Il miracolo di Gesù è raccontato dall’evangelista in poche righe. L’iniziativa di incontrare il cieco è soltanto sua. Subito però si scatena la domanda sulle cause di tale handicap. I discepoli dibattono su un’antica convinzione: la malattia è la diretta o indiretta conseguenza del peccato di una persona o di chi l’ha generata. Diversamente dai discepoli, interessati soltanto a questo problema teologico, Gesù guarda all’uomo nella sua situazione concreta, unicamente preoccupato di affermare il vero significato della malattia: non è segno di maledizione, ma occasione di salvezza e, al contempo, un’esperienza in cui si manifesta l’azione di Dio. Intende precisare non l’origine della sofferenza, ma il significato che essa assume nel piano divino.
Dopo la breve narrazione del miracolo, ecco la parte più importante, ovvero un altro dibattito che esso suscita. Con un ritmo alquanto rapido si susseguono diversi interrogatori: il cieco messo sotto investigazione prima dalla folla e poi dai farisei; i suoi genitori messi sotto torchio dai giudei; il cieco nuovamente interrogato da questi ultimi. Le disquisizioni hanno il compito di far uscire allo scoperto le diverse posizioni e reazioni di fronte a Gesù: perplessità, incertezza e opposizione riguardo alla sua identità, ottusità nel negare il miracolo. Si nega pure che si tratti di un miracolo che viene da Dio, dal momento che è stato fatto violando il giorno di sabato, e quindi in uno stato di peccato.

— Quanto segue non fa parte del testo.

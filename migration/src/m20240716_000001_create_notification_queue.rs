use sea_orm_migration::prelude::*;

#[derive(DeriveMigrationName)]
pub struct Migration;

#[async_trait::async_trait]
impl MigrationTrait for Migration {
    async fn up(&self, manager: &SchemaManager) -> Result<(), DbErr> {
        // Tables are created in whichever schema leads the connection's search_path
        manager
            .create_table(
                Table::create()
                    .table(NotificationJobs::Table)
                    .if_not_exists()
                    .col(
                        ColumnDef::new(NotificationJobs::Id)
                            .uuid()
                            .not_null()
                            .primary_key(),
                    )
                    .col(
                        ColumnDef::new(NotificationJobs::Payload)
                            .json_binary()
                            .not_null(),
                    )
                    .col(
                        ColumnDef::new(NotificationJobs::AvailableAt)
                            .timestamp_with_time_zone()
                            .not_null()
                            .default(Expr::current_timestamp()),
                    )
                    .col(
                        ColumnDef::new(NotificationJobs::CreatedAt)
                            .timestamp_with_time_zone()
                            .not_null()
                            .default(Expr::current_timestamp()),
                    )
                    .to_owned(),
            )
            .await?;

        // Workers claim the oldest ready job first
        manager
            .create_index(
                Index::create()
                    .name("notification_jobs_available_at_created_at_idx")
                    .table(NotificationJobs::Table)
                    .col(NotificationJobs::AvailableAt)
                    .col(NotificationJobs::CreatedAt)
                    .if_not_exists()
                    .to_owned(),
            )
            .await?;

        Ok(())
    }

    async fn down(&self, manager: &SchemaManager) -> Result<(), DbErr> {
        manager
            .drop_table(
                Table::drop()
                    .table(NotificationJobs::Table)
                    .if_exists()
                    .to_owned(),
            )
            .await
    }
}

#[derive(DeriveIden)]
enum NotificationJobs {
    Table,
    Id,
    Payload,
    AvailableAt,
    CreatedAt,
}
//! Database- and provider-backed implementations of the relay's seams.
//!
//! The `realtime` and `notification` crates define what they need from the
//! outside world as traits. This crate implements those traits on top of
//! `entity_api` and third-party APIs, so that neither of them depends on the
//! database or on a push provider directly.

pub use entity_api::Id;

pub mod attendance;
pub mod delivery_history;
pub mod display_token;
pub mod error;
pub mod gateway;
pub mod guardian_directory;
pub mod internal_secret;
pub mod jwt;
pub mod notification_queue;

pub use attendance::PgAttendanceReadModel;
pub use delivery_history::PgDeliveryHistory;
pub use guardian_directory::PgGuardianDirectory;
pub use notification_queue::PgJobQueue;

In contrasto e in opposizione con la progressiva ottusità e cecità dei farisei, che presumono di avere la verità in tasca, il cieco, riconoscendo Gesù come profeta e inviato di Dio, si riempie di luce interiore. Egli, dopo essere stato scomunicato ed espulso dalla sinagoga, viene nuovamente raggiunto da Gesù. A questo punto l’uomo guarito professa la sua fede nel Messia, dicendo «Credo» e prostrandosi ai suoi piedi. Condensa in una parola e in un semplice gesto tutta la sua riconoscenza per il dono della salvezza che l’ha raggiunto.